### [Data entries]
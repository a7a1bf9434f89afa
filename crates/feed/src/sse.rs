//! Incremental `text/event-stream` decoder.
//!
//! Covers what the rate feed needs: `data:` lines accumulate, a blank line
//! dispatches, `event:` names the event, comments (`:`) and unknown fields are
//! skipped. Chunks may split lines (and UTF-8 sequences) anywhere.

/// One dispatched event.
#[derive(Debug, Clone, PartialEq, Eq)]
pub struct SseEvent {
    /// `event:` field; `None` means the default `message` type.
    pub event: Option<String>,
    pub data: String,
}

impl SseEvent {
    /// Whether this is a plain `message` event (the only kind carrying rates).
    pub fn is_message(&self) -> bool {
        matches!(self.event.as_deref(), None | Some("message"))
    }
}

#[derive(Debug, Default)]
pub struct SseDecoder {
    pending: Vec<u8>,
    data: Vec<String>,
    event: Option<String>,
}

impl SseDecoder {
    pub fn new() -> Self {
        Self::default()
    }

    /// Feed raw bytes; returns every event completed by this chunk.
    pub fn push(&mut self, chunk: &[u8]) -> Vec<SseEvent> {
        self.pending.extend_from_slice(chunk);

        let mut events = Vec::new();
        while let Some(pos) = self.pending.iter().position(|&b| b == b'\n') {
            let mut line: Vec<u8> = self.pending.drain(..=pos).collect();
            line.pop();
            if line.last() == Some(&b'\r') {
                line.pop();
            }
            let line = String::from_utf8_lossy(&line);
            if let Some(event) = self.process_line(&line) {
                events.push(event);
            }
        }
        events
    }

    fn process_line(&mut self, line: &str) -> Option<SseEvent> {
        if line.is_empty() {
            return self.dispatch();
        }
        if line.starts_with(':') {
            return None;
        }

        let (field, value) = match line.split_once(':') {
            Some((field, value)) => (field, value.strip_prefix(' ').unwrap_or(value)),
            None => (line, ""),
        };

        match field {
            "data" => self.data.push(value.to_string()),
            "event" => self.event = Some(value.to_string()),
            _ => {}
        }
        None
    }

    fn dispatch(&mut self) -> Option<SseEvent> {
        let event = self.event.take();
        if self.data.is_empty() {
            return None;
        }
        let data = std::mem::take(&mut self.data).join("\n");
        Some(SseEvent { event, data })
    }
}
//! Price conversion and display formatting.

use rust_decimal::{Decimal, RoundingStrategy};

use crate::currency::Currency;
use crate::rate::{ExchangeRate, RateReader};

/// Largest amount that still renders with two fractional digits.
const MAX_AMOUNT: Decimal = Decimal::from_parts(u32::MAX, u32::MAX, u32::MAX, false, 2);

/// Convert a USD price into `currency`.
pub fn convert(price: Decimal, currency: Currency, rate: ExchangeRate) -> Decimal {
    if currency.is_usd() {
        price
    } else {
        price.checked_mul(rate.as_decimal()).unwrap_or(Decimal::MAX)
    }
}

/// Convert, round half away from zero and render with exactly two decimals.
///
/// Input contract: `price` is non-negative (the catalog never yields
/// negative prices).
pub fn format(price: Decimal, currency: Currency, rate: ExchangeRate) -> String {
    let mut amount = convert(price, currency, rate)
        .min(MAX_AMOUNT)
        .round_dp_with_strategy(2, RoundingStrategy::MidpointAwayFromZero);
    amount.rescale(2);
    format!("{}{}", currency.prefix(), amount)
}

/// Formatter bound to the live rate store and the shopper's currency.
#[derive(Debug, Clone)]
pub struct PriceFormatter {
    rates: RateReader,
    currency: Currency,
}

impl PriceFormatter {
    pub fn new(rates: RateReader, currency: Currency) -> Self {
        Self { rates, currency }
    }

    pub fn currency(&self) -> Currency {
        self.currency
    }

    pub fn set_currency(&mut self, currency: Currency) {
        self.currency = currency;
    }

    pub fn convert(&self, price: Decimal) -> Decimal {
        convert(price, self.currency, self.rates.current())
    }

    pub fn format(&self, price: Decimal) -> String {
        format(price, self.currency, self.rates.current())
    }
}

#[cfg(test)]
mod tests {
    use super::*;
    use crate::rate::rate_store;
    use core::str::FromStr;

    fn dec(s: &str) -> Decimal {
        Decimal::from_str(s).unwrap()
    }

    #[test]
    fn usd_is_never_converted() {
        let rate = ExchangeRate::from_f64(32.5).unwrap();
        assert_eq!(convert(dec("19.99"), Currency::Usd, rate), dec("19.99"));
    }

    #[test]
    fn other_currencies_multiply_by_rate() {
        let rate = ExchangeRate::from_decimal(dec("32.5")).unwrap();
        assert_eq!(convert(dec("2"), Currency::Try, rate), dec("65.0"));
    }

    #[test]
    fn formats_whole_numbers_with_two_decimals() {
        assert_eq!(format(dec("9"), Currency::Usd, ExchangeRate::IDENTITY), "$9.00");
    }

    #[test]
    fn rounds_half_away_from_zero() {
        assert_eq!(format(dec("1.005"), Currency::Usd, ExchangeRate::IDENTITY), "$1.01");
        assert_eq!(format(dec("1.004"), Currency::Usd, ExchangeRate::IDENTITY), "$1.00");
    }

    #[test]
    fn non_usd_uses_local_prefix() {
        let rate = ExchangeRate::from_decimal(dec("0.9")).unwrap();
        assert_eq!(format(dec("10"), Currency::Eur, rate), "€9.00");
        assert_eq!(format(dec("0"), Currency::Try, rate), "₺0.00");
    }

    #[test]
    fn overflowing_conversion_keeps_two_decimals() {
        let rate = ExchangeRate::from_decimal(dec("2")).unwrap();
        let out = format(Decimal::MAX, Currency::Eur, rate);
        assert_eq!(out, format!("€{MAX_AMOUNT}"));
        assert_eq!(out.split('.').nth(1).map(str::len), Some(2));
    }

    #[test]
    fn price_formatter_tracks_published_rate() {
        let (publisher, reader) = rate_store();
        let formatter = PriceFormatter::new(reader, Currency::Try);

        assert_eq!(formatter.format(dec("10")), "₺10.00");

        publisher.publish(ExchangeRate::from_decimal(dec("33.1")).unwrap());
        assert_eq!(formatter.format(dec("10")), "₺331.00");
    }

    #[cfg(test)]
    mod proptest_tests {
        use super::*;
        use proptest::prelude::*;

        proptest! {
            /// Property: output always carries exactly two fractional digits.
            #[test]
            fn always_two_decimals(cents in 0i64..10_000_000_000, scale in 0u32..6, rate in 0.01f64..1000.0) {
                let price = Decimal::new(cents, scale);
                let rate = ExchangeRate::from_f64(rate).unwrap();
                for currency in Currency::ALL {
                    let out = format(price, currency, rate);
                    let body = out.strip_prefix(currency.prefix()).unwrap();
                    let (_, frac) = body.split_once('.').unwrap();
                    prop_assert_eq!(frac.len(), 2);
                }
            }

            /// Property: USD conversion is the identity; others scale by the rate.
            #[test]
            fn convert_matches_definition(cents in 0i64..1_000_000_000, rate in 0.01f64..1000.0) {
                let price = Decimal::new(cents, 2);
                let rate = ExchangeRate::from_f64(rate).unwrap();
                prop_assert_eq!(convert(price, Currency::Usd, rate), price);
                prop_assert_eq!(convert(price, Currency::Eur, rate), price * rate.as_decimal());
            }
        }
    }
}
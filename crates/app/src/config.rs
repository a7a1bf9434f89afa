//! Process configuration from environment variables.

use std::path::PathBuf;
use std::time::Duration;

use storefront_feed::{FeedConfig, ReconnectPolicy};
use storefront_observability::LogFormat;

pub const DEFAULT_API_URL: &str = "http://localhost:8080";
const DEFAULT_FEED_WAIT_MS: u64 = 1500;

#[derive(Debug, Clone)]
pub struct AppConfig {
    /// Base URL of the catalog API (`STOREFRONT_API_URL`).
    pub api_url: String,
    /// Exchange-rate SSE endpoint (`STOREFRONT_RATE_FEED_URL`).
    pub rate_feed_url: String,
    /// Preferences file (`STOREFRONT_PREFS_PATH`); `None` when the platform
    /// has no config dir and nothing was set.
    pub prefs_path: Option<PathBuf>,
    /// How long the CLI waits for a first rate before rendering non-USD
    /// prices (`STOREFRONT_FEED_WAIT_MS`).
    pub feed_wait: Duration,
    /// Reconnect attempts after the feed drops (`STOREFRONT_FEED_RECONNECT_ATTEMPTS`);
    /// zero disables reconnection.
    pub feed_reconnect_attempts: u32,
    /// `STOREFRONT_LOG_FORMAT=pretty` for human-readable logs.
    pub log_format: LogFormat,
}

impl AppConfig {
    pub fn from_env() -> Self {
        Self::from_lookup(|key| std::env::var(key).ok())
    }

    pub fn from_lookup(lookup: impl Fn(&str) -> Option<String>) -> Self {
        let api_url = lookup("STOREFRONT_API_URL")
            .filter(|v| !v.trim().is_empty())
            .unwrap_or_else(|| DEFAULT_API_URL.to_string())
            .trim_end_matches('/')
            .to_string();

        let rate_feed_url = lookup("STOREFRONT_RATE_FEED_URL")
            .filter(|v| !v.trim().is_empty())
            .unwrap_or_else(|| format!("{api_url}/exchange-rate/stream"));

        let prefs_path = lookup("STOREFRONT_PREFS_PATH")
            .filter(|v| !v.trim().is_empty())
            .map(PathBuf::from)
            .or_else(storefront_prefs::Preferences::default_path);

        let feed_wait = Duration::from_millis(parse_or(
            &lookup,
            "STOREFRONT_FEED_WAIT_MS",
            DEFAULT_FEED_WAIT_MS,
        ));
        let feed_reconnect_attempts = parse_or(&lookup, "STOREFRONT_FEED_RECONNECT_ATTEMPTS", 0);
        let log_format = LogFormat::from_env_value(lookup("STOREFRONT_LOG_FORMAT").as_deref());

        Self {
            api_url,
            rate_feed_url,
            prefs_path,
            feed_wait,
            feed_reconnect_attempts,
            log_format,
        }
    }

    pub fn feed_config(&self) -> FeedConfig {
        let reconnect = if self.feed_reconnect_attempts == 0 {
            ReconnectPolicy::Never
        } else {
            ReconnectPolicy::Backoff {
                max_attempts: self.feed_reconnect_attempts,
                base_delay: Duration::from_millis(300),
                max_delay: Duration::from_secs(10),
            }
        };
        FeedConfig::new(self.rate_feed_url.clone()).with_reconnect(reconnect)
    }
}

fn parse_or<T>(lookup: &impl Fn(&str) -> Option<String>, key: &str, default: T) -> T
where
    T: core::str::FromStr + Copy + core::fmt::Display,
{
    match lookup(key) {
        None => default,
        Some(raw) => raw.trim().parse().unwrap_or_else(|_| {
            tracing::warn!(key, raw = %raw, %default, "malformed numeric setting; using default");
            default
        }),
    }
}
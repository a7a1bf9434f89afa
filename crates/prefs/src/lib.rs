//! Client-local state: persisted preferences and per-session scratch values.

pub mod language;
pub mod session;
pub mod store;

pub use language::Language;
pub use session::{SCROLL_KEY, SessionState};
pub use store::{CURRENCY_KEY, LANGUAGE_KEY, Preferences, PrefsError};
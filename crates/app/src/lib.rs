//! `storefront`
//!
//! **Responsibility:** composes the home view from the catalog fetcher, the
//! filter/paginate engine, the live rate store and persisted preferences, and
//! renders it as text.
//!
//! The remote API remains the authority for everything; this is a thin shell.

pub mod config;
pub mod render;
pub mod view;

pub use config::AppConfig;
pub use render::{Labels, Layout};
pub use view::{HomeView, ProductRow};
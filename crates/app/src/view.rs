//! Home view: catalog snapshot + filter/paginate state + live price formatting.

use std::fmt::Write as _;

use storefront_catalog::{FilterSet, Pager, Product, ProductType};
use storefront_client::{CatalogSource, load_catalog};
use storefront_currency::{Currency, PriceFormatter};
use storefront_prefs::Language;

use crate::render::{self, Labels, Layout};

/// One product as displayed: every field already formatted.
#[derive(Debug, Clone, PartialEq, Eq)]
pub struct ProductRow {
    pub id: String,
    pub title: String,
    pub product_type: String,
    pub price: String,
    pub image: String,
}

#[derive(Debug, Clone)]
pub struct HomeView {
    pager: Pager,
    formatter: PriceFormatter,
    labels: Labels,
}

impl HomeView {
    pub fn new(catalog: Vec<Product>, formatter: PriceFormatter, language: Language) -> Self {
        Self {
            pager: Pager::new(catalog),
            formatter,
            labels: Labels::for_language(language),
        }
    }

    /// Fetch the catalog and build the view. A failed fetch mounts an empty view.
    pub async fn mount(
        source: &dyn CatalogSource,
        formatter: PriceFormatter,
        language: Language,
    ) -> Self {
        Self::new(load_catalog(source).await, formatter, language)
    }

    pub fn pager(&self) -> &Pager {
        &self.pager
    }

    pub fn set_filter(&mut self, types: impl IntoIterator<Item = ProductType>) {
        self.pager.set_filter(types.into_iter().collect::<FilterSet>());
    }

    pub fn toggle_type(&mut self, product_type: ProductType) {
        self.pager.toggle_type(product_type);
    }

    /// `true` when the page changed (the caller scrolls to the top).
    pub fn go_to_page(&mut self, page: u32) -> bool {
        self.pager.go_to_page(page)
    }

    pub fn currency(&self) -> Currency {
        self.formatter.currency()
    }

    pub fn set_currency(&mut self, currency: Currency) {
        self.formatter.set_currency(currency);
    }

    /// Display rows for the current page.
    pub fn rows(&self) -> Vec<ProductRow> {
        self.pager
            .page_slice()
            .into_iter()
            .map(|p| ProductRow {
                id: p.id.to_string(),
                title: p.title.clone(),
                product_type: p.product_type.to_string(),
                price: self.formatter.format(p.price),
                image: p.image.clone(),
            })
            .collect()
    }

    pub fn is_empty(&self) -> bool {
        self.pager.filtered_len() == 0
    }

    pub fn render(&self, layout: Layout) -> String {
        let mut out = String::new();

        let selected: Vec<&str> = self.pager.filter().iter().map(ProductType::as_str).collect();
        let available: Vec<&str> = self
            .pager
            .available_types()
            .into_iter()
            .map(ProductType::as_str)
            .collect();
        let _ = writeln!(
            out,
            "{}: {} [{}]",
            self.labels.filters,
            if selected.is_empty() {
                self.labels.all.to_string()
            } else {
                selected.join(", ")
            },
            available.join(", ")
        );
        out.push('\n');

        if self.is_empty() {
            let _ = writeln!(out, "{}", self.labels.empty);
            return out;
        }

        let rows = self.rows();
        out.push_str(&match layout {
            Layout::Grid => render::render_grid(&rows),
            Layout::List => render::render_list(&rows),
        });

        let _ = writeln!(
            out,
            "{}",
            render::render_page_bar(&self.pager.page_buttons(), self.pager.current_page())
        );
        let _ = writeln!(
            out,
            "{} {} {} {}",
            self.labels.page,
            self.pager.current_page(),
            self.labels.of,
            self.pager.total_pages()
        );
        out
    }
}
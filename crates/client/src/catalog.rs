//! Catalog fetcher.

use async_trait::async_trait;
use serde_json::Value as JsonValue;

use storefront_catalog::Product;

use crate::error::FetchError;

/// Anything that can produce the full product list.
#[async_trait]
pub trait CatalogSource: Send + Sync {
    async fn fetch_products(&self) -> Result<Vec<Product>, FetchError>;
}

/// `GET {api_url}/products` over HTTP.
#[derive(Debug, Clone)]
pub struct HttpCatalog {
    api_url: String,
    client: reqwest::Client,
}

impl HttpCatalog {
    pub fn new(api_url: impl Into<String>) -> Self {
        Self::with_client(api_url, reqwest::Client::new())
    }

    pub fn with_client(api_url: impl Into<String>, client: reqwest::Client) -> Self {
        Self {
            api_url: api_url.into().trim_end_matches('/').to_string(),
            client,
        }
    }

    pub fn api_url(&self) -> &str {
        &self.api_url
    }
}

#[async_trait]
impl CatalogSource for HttpCatalog {
    async fn fetch_products(&self) -> Result<Vec<Product>, FetchError> {
        let url = format!("{}/products", self.api_url);
        let resp = self
            .client
            .get(&url)
            .send()
            .await
            .map_err(|e| FetchError::Network(e.to_string()))?;

        if !resp.status().is_success() {
            return Err(FetchError::Api(
                resp.status().as_u16(),
                resp.text().await.unwrap_or_default(),
            ));
        }

        let records: Vec<JsonValue> = resp
            .json()
            .await
            .map_err(|e| FetchError::Parse(e.to_string()))?;

        Ok(decode_records(records))
    }
}

/// Decode records one by one so a single bad record does not blank the page.
fn decode_records(records: Vec<JsonValue>) -> Vec<Product> {
    let total = records.len();
    let products: Vec<Product> = records
        .into_iter()
        .enumerate()
        .filter_map(|(index, record)| {
            let product = match serde_json::from_value::<Product>(record) {
                Ok(product) => product,
                Err(err) => {
                    tracing::warn!(index, error = %err, "skipping malformed catalog record");
                    return None;
                }
            };
            match product.validate() {
                Ok(()) => Some(product),
                Err(err) => {
                    tracing::warn!(index, error = %err, "skipping invalid catalog record");
                    None
                }
            }
        })
        .collect();

    if products.len() != total {
        tracing::warn!(kept = products.len(), total, "catalog contained unusable records");
    }
    products
}

/// Fetch the catalog for a view mount.
///
/// Never fails: a fetch error is logged and yields an empty catalog, which the
/// view renders as its "no products" state.
pub async fn load_catalog(source: &dyn CatalogSource) -> Vec<Product> {
    match source.fetch_products().await {
        Ok(products) => {
            tracing::info!(count = products.len(), "catalog loaded");
            products
        }
        Err(err) => {
            tracing::error!(error = %err, "catalog fetch failed; showing empty catalog");
            Vec::new()
        }
    }
}
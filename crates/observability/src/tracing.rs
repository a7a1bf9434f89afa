//! Tracing/logging initialization.

use tracing_subscriber::EnvFilter;

/// Output format for log lines.
#[derive(Debug, Clone, Copy, PartialEq, Eq, Default)]
pub enum LogFormat {
    /// One JSON object per line.
    #[default]
    Json,
    /// Human-readable lines, for running the CLI interactively.
    Pretty,
}

impl LogFormat {
    /// `"pretty"` selects [`LogFormat::Pretty`]; anything else is JSON.
    pub fn from_env_value(value: Option<&str>) -> Self {
        match value.map(str::trim) {
            Some(v) if v.eq_ignore_ascii_case("pretty") => LogFormat::Pretty,
            _ => LogFormat::Json,
        }
    }
}

/// Initialize tracing for the process, filtered by `RUST_LOG` (default `info`).
///
/// Safe to call multiple times (subsequent calls are no-ops).
pub fn init(format: LogFormat) {
    let filter = EnvFilter::try_from_default_env().unwrap_or_else(|_| EnvFilter::new("info"));

    // Logs go to stderr; stdout carries the rendered view.
    let builder = tracing_subscriber::fmt()
        .with_env_filter(filter)
        .with_writer(std::io::stderr)
        .with_timer(tracing_subscriber::fmt::time::SystemTime);

    let _ = match format {
        LogFormat::Json => builder.json().with_target(false).try_init(),
        LogFormat::Pretty => builder.with_target(true).try_init(),
    };
}

#[cfg(test)]
mod tests {
    use super::*;

    #[test]
    fn parses_format_from_env_value() {
        assert_eq!(LogFormat::from_env_value(Some("pretty")), LogFormat::Pretty);
        assert_eq!(LogFormat::from_env_value(Some(" PRETTY ")), LogFormat::Pretty);
        assert_eq!(LogFormat::from_env_value(Some("json")), LogFormat::Json);
        assert_eq!(LogFormat::from_env_value(None), LogFormat::Json);
    }

    #[test]
    fn init_twice_is_harmless() {
        init(LogFormat::Json);
        init(LogFormat::Pretty);
    }
}
//! Shared error model.

use thiserror::Error;

/// Result type used across the client-side domain.
pub type StorefrontResult<T> = Result<T, StorefrontError>;

/// Client-side domain error.
///
/// Transport failures (HTTP, feed, disk) have their own error types in the
/// crates that own that IO. This covers only deterministic failures on data
/// the client already holds.
#[derive(Debug, Error, Clone, PartialEq, Eq)]
pub enum StorefrontError {
    /// A value failed validation (e.g. malformed catalog record).
    #[error("validation failed: {0}")]
    Validation(String),

    /// An identifier was empty or malformed.
    #[error("invalid identifier: {0}")]
    InvalidId(String),

    /// A value outside a fixed enumeration (currency code, language tag).
    #[error("unknown {kind}: {value}")]
    Unknown { kind: &'static str, value: String },
}

impl StorefrontError {
    pub fn validation(msg: impl Into<String>) -> Self {
        Self::Validation(msg.into())
    }

    pub fn invalid_id(msg: impl Into<String>) -> Self {
        Self::InvalidId(msg.into())
    }

    pub fn unknown(kind: &'static str, value: impl Into<String>) -> Self {
        Self::Unknown {
            kind,
            value: value.into(),
        }
    }
}
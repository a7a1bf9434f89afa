use thiserror::Error;

#[derive(Debug, Error)]
pub enum FeedError {
    #[error("failed to build http client: {0}")]
    Client(#[source] reqwest::Error),
    #[error("failed to connect to rate feed: {0}")]
    Connect(#[source] reqwest::Error),
    #[error("rate feed responded with status {0}")]
    Status(u16),
    #[error("rate feed stream error: {0}")]
    Stream(#[source] reqwest::Error),
}
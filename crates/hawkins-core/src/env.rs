//! Environment abstraction for deterministic testing.
//!
//! Decouples session logic from the system clock. Enables deterministic
//! simulation with a virtual clock and production use with real time.

use std::time::Duration;

use crate::time::Timestamp;

/// Abstract environment providing time and async sleeping.
///
/// # Invariants
///
/// Implementations MUST guarantee that `now()` never goes backwards.
pub trait Environment: Clone + Send + Sync + 'static {
    /// The specific instant type used by this environment.
    ///
    /// Production environments use `std::time::Instant`, while simulation
    /// environments use a virtual instant that only moves when told to.
    type Instant: Timestamp;

    /// Current time (monotonic).
    ///
    /// Subsequent calls must return times >= previous calls.
    fn now(&self) -> Self::Instant;

    /// Sleeps for the specified duration.
    ///
    /// Only driver code sleeps. Session logic takes `now` as a parameter and
    /// reports deadlines instead.
    fn sleep(&self, duration: Duration) -> impl std::future::Future<Output = ()> + Send;

    /// Sleeps until `deadline`, returning immediately if it already passed.
    fn sleep_until(
        &self,
        deadline: Self::Instant,
    ) -> impl std::future::Future<Output = ()> + Send {
        let remaining = deadline.saturating_since(self.now());
        self.sleep(remaining)
    }
}
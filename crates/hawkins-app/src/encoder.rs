//! Morse transmission.
//!
//! A transmission is a chain of timed waits. Instead of sleeping, the encoder
//! records when it must next wake up; the runtime polls it at or after that
//! instant and each poll performs every step that has become due.
//!
//! # State Machine
//!
//! ```text
//! ┌──────┐ encode_message ┌──────────┐ text exhausted ┌──────┐
//! │ Idle │ ─────────────> │ Encoding │ ─────────────> │ Idle │
//! └──────┘                └──────────┘                └──────┘
//!                              │ cancelled, next checkpoint ↑
//!                              └────────────────────────────┘
//! ```
//!
//! Cancellation is checked before every character and before every symbol.
//! A wait that is already running always runs to its end.

use std::time::Duration;

use hawkins_core::{Beeper, MorseTiming, Symbol, Timestamp, morse};
use tokio_util::sync::CancellationToken;

use crate::Session;

/// Converts messages into timed beeps and lit letters.
#[derive(Debug)]
pub struct MorseEncoder<I, B> {
    timing: MorseTiming,
    beeper: B,
    transmission: Option<Transmission<I>>,
}

/// The single in-flight transmission.
#[derive(Debug)]
struct Transmission<I> {
    text: Vec<char>,
    next_char: usize,
    symbols: Vec<Symbol>,
    next_symbol: usize,
    wake_at: I,
    cancel: CancellationToken,
}

impl<I: Timestamp, B: Beeper> MorseEncoder<I, B> {
    /// Create an idle encoder emitting pulses through `beeper`.
    pub fn new(timing: MorseTiming, beeper: B) -> Self {
        Self { timing, beeper, transmission: None }
    }

    /// Start transmitting `text`.
    ///
    /// Charges the transmission cost through [`Session::send_message`] and
    /// marks the session as encoding. Returns `false` without touching
    /// anything if the text is blank or a transmission is already in flight.
    pub fn encode_message(&mut self, text: &str, session: &mut Session<I>, now: I) -> bool {
        if self.transmission.is_some() || session.is_encoding() {
            tracing::debug!("encode_message rejected: transmission in flight");
            return false;
        }
        if text.trim().is_empty() {
            tracing::debug!("encode_message rejected: blank text");
            return false;
        }

        session.send_message(now);
        if !session.begin_encoding() {
            return false;
        }

        let text: Vec<char> = text.to_uppercase().chars().collect();
        tracing::info!(chars = text.len(), "transmission started");
        self.transmission = Some(Transmission {
            text,
            next_char: 0,
            symbols: Vec::new(),
            next_symbol: 0,
            wake_at: now,
            cancel: CancellationToken::new(),
        });
        self.poll(now, session);
        true
    }

    /// Request cancellation. Takes effect at the next checkpoint.
    pub fn stop_encoding(&mut self) {
        if let Some(transmission) = &self.transmission {
            tracing::debug!("transmission cancellation requested");
            transmission.cancel.cancel();
        }
    }

    /// Token cancelling the in-flight transmission, if any.
    pub fn cancel_token(&self) -> Option<CancellationToken> {
        self.transmission.as_ref().map(|t| t.cancel.clone())
    }

    /// Whether a transmission is in flight.
    pub fn is_active(&self) -> bool {
        self.transmission.is_some()
    }

    /// When the encoder must next be polled. `None` when idle.
    pub fn next_deadline(&self) -> Option<I> {
        self.transmission.as_ref().map(|t| t.wake_at)
    }

    /// The pulse sink.
    pub fn beeper(&self) -> &B {
        &self.beeper
    }

    /// Run every step that is due at `now`.
    pub fn poll(&mut self, now: I, session: &mut Session<I>) {
        loop {
            let Some(transmission) = self.transmission.as_mut() else {
                return;
            };
            if now < transmission.wake_at {
                return;
            }

            if transmission.cancel.is_cancelled() {
                self.finish(session, true);
                return;
            }

            if let Some(&symbol) = transmission.symbols.get(transmission.next_symbol) {
                transmission.next_symbol += 1;
                let hold = self.timing.hold(symbol);
                self.beeper.emit(hold);

                let mut wait = hold + self.timing.symbol_gap;
                if transmission.next_symbol == transmission.symbols.len() {
                    wait += self.timing.letter_gap;
                }
                transmission.wake_at = now + wait;
                continue;
            }

            let Some(&c) = transmission.text.get(transmission.next_char) else {
                self.finish(session, false);
                return;
            };
            transmission.next_char += 1;

            if c == ' ' {
                session.set_current_letter(None);
                transmission.wake_at = now + self.timing.word_gap;
            } else if morse::is_supported(c) {
                session.set_current_letter(Some(c));
                transmission.symbols = morse::symbols(c).collect();
                transmission.next_symbol = 0;
                transmission.wake_at = now;
            } else {
                tracing::debug!(?c, "skipping untransmittable character");
                transmission.wake_at = now;
            }
        }
    }

    fn finish(&mut self, session: &mut Session<I>, aborted: bool) {
        self.transmission = None;
        session.set_current_letter(None);
        session.finish_encoding(aborted);
        tracing::info!(aborted, "transmission finished");
    }

    /// Airtime of `text` with no cancellation.
    pub fn airtime(&self, text: &str) -> Duration {
        text.to_uppercase()
            .chars()
            .map(|c| {
                if c == ' ' {
                    self.timing.word_gap
                } else if morse::is_supported(c) {
                    self.timing.letter_duration(c)
                } else {
                    Duration::ZERO
                }
            })
            .sum()
    }
}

### [TASK INSTRUCTIONS]
Whichever lines of the data include the word "renders", pull them out.

### [REPLY TO THE EXERCISE]
/// Largest amount that still renders with two fractional digits.
//! renders it as text.
/// view renders as its "no products" state.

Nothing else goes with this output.